Have checked it out as you suggest. Heater is accessed from garage and Hymer panel the walls. The boiler has cabinet work ie wall boards etc around it and above it probably post installation. The front of the heater is visible but the top only has a couple of inches clearance. We have managed to prise the top black cover off the heater and can just see -and reach - two green fuses. When my husband pulled and then reseated them, one of them was buzzing! Haven't located the 12v plug. In the morning my husband will dismantle the wall panels and see if we can reach in boiler more easily, it's very difficult right now. 
I will download manual. Thanks for that. 
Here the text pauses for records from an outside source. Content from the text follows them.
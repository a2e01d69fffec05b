use crate::reconcile::snapshot::{ConfigSnapshot, Route};
use arc_swap::ArcSwap;
use std::sync::Arc;

/// A `Route` compiled into its matchable path prefix.
#[derive(Debug, Clone)]
pub struct CompiledRoute {
    pub route_id: String,
    pub cluster_id: String,
    pub protocol: String,
    prefix: String,
}

impl CompiledRoute {
    fn compile(route: &Route) -> Self {
        let prefix = route
            .path_match
            .strip_suffix("/{**catch-all}")
            .unwrap_or(&route.path_match)
            .to_string();
        Self {
            route_id: route.route_id.clone(),
            cluster_id: route.cluster_id.clone(),
            protocol: route.protocol.clone(),
            prefix,
        }
    }

    fn matches(&self, path: &str) -> bool {
        if self.prefix.is_empty() {
            return true;
        }
        path == self.prefix || path.starts_with(&format!("{}/", self.prefix))
    }
}

/// Flat set of compiled routes, matched by longest path-prefix (spec §3:
/// no host, method, or header concept — a single path-prefix pattern per
/// route).
#[derive(Debug, Clone, Default)]
pub struct RouteTable {
    routes: Vec<Arc<CompiledRoute>>,
}

impl RouteTable {
    pub fn build(routes: &[Route]) -> Self {
        let mut compiled: Vec<Arc<CompiledRoute>> =
            routes.iter().map(|r| Arc::new(CompiledRoute::compile(r))).collect();
        compiled.sort_by(|a, b| b.prefix.len().cmp(&a.prefix.len()));
        Self { routes: compiled }
    }

    /// Longest-prefix match; `None` if nothing matches.
    pub fn match_path(&self, path: &str) -> Option<Arc<CompiledRoute>> {
        self.routes.iter().find(|r| r.matches(path)).cloned()
    }

    pub fn len(&self) -> usize {
        self.routes.len()
    }

    pub fn is_empty(&self) -> bool {
        self.routes.is_empty()
    }
}

/// Caches a compiled `RouteTable` derived from the current `ConfigSnapshot`,
/// rebuilding only when the snapshot pointer changes (mirrors
/// `ClusterStore::sync` in the upstream module).
pub struct RouteTableCache {
    table: ArcSwap<RouteTable>,
    last_synced: ArcSwap<Option<Arc<ConfigSnapshot>>>,
}

impl RouteTableCache {
    pub fn new() -> Self {
        Self {
            table: ArcSwap::from_pointee(RouteTable::default()),
            last_synced: ArcSwap::from_pointee(None),
        }
    }

    pub fn sync(&self, snapshot: &Arc<ConfigSnapshot>) {
        let last = self.last_synced.load_full();
        if let Some(prev) = &*last {
            if Arc::ptr_eq(prev, snapshot) {
                return;
            }
        }
        self.table.store(Arc::new(RouteTable::build(&snapshot.routes)));
        self.last_synced.store(Arc::new(Some(snapshot.clone())));
    }

    pub fn table(&self) -> Arc<RouteTable> {
        self.table.load_full()
    }
}

impl Default for RouteTableCache {
    fn default() -> Self {
        Self::new()
    }
}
In the meantime, strangely, just as I went out to look at the boiler I tried the panel - just in case in blind hope - and it sprang into life. I suppose that means an intermittent fault and maybe that fuse is on way out. 
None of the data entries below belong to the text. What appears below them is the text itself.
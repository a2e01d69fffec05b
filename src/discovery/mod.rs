pub mod builder;
pub mod client;

pub use builder::{build_service_map, ServiceInstance, ServiceMap};
pub use client::{ConsulClient, ConsulServiceEntry, RegistrationRecord, RegistryClient};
I will,check the manuals when I finish this but just in case do you know what size these fuses are and are they special to Alde or easily available? We carry spare fuses but it don't remember seeing any green ones.

As it happens Saturday morning we just left UK for Spain. A last minute decision and we only have a few weeks so we pegged it down here. In Blanes right now. 750 miles yesterday (we both drive) and we are shattered. On the way here there was a horrible noise under van. My husband checked it out and found that part of the silencer box was trailing. He managed to wrap it round with wire and it has held for remainder of journey - and now this panel thingy. Maybe we should have sat tight in UK. 

Thanks for your help Ian. Will follow it up in morning. 

Sal


----------



## MyGalSal (Dec 8, 2008)

Ian

OK this is fourth time that I have typed this message. Every time I try to attach a photo it goes wrong. 

The panel is working fine still, no more blips. Nevertheless, Don checked the two green fuses with a meter and they are OK, he located what he thinks is the F2 fuse (under the two green fuses) but can't get at it with meter. He pulled the 12 v plug and replaced it. All seems fine. Perhaps it is an intermittent fault with something on the blink. 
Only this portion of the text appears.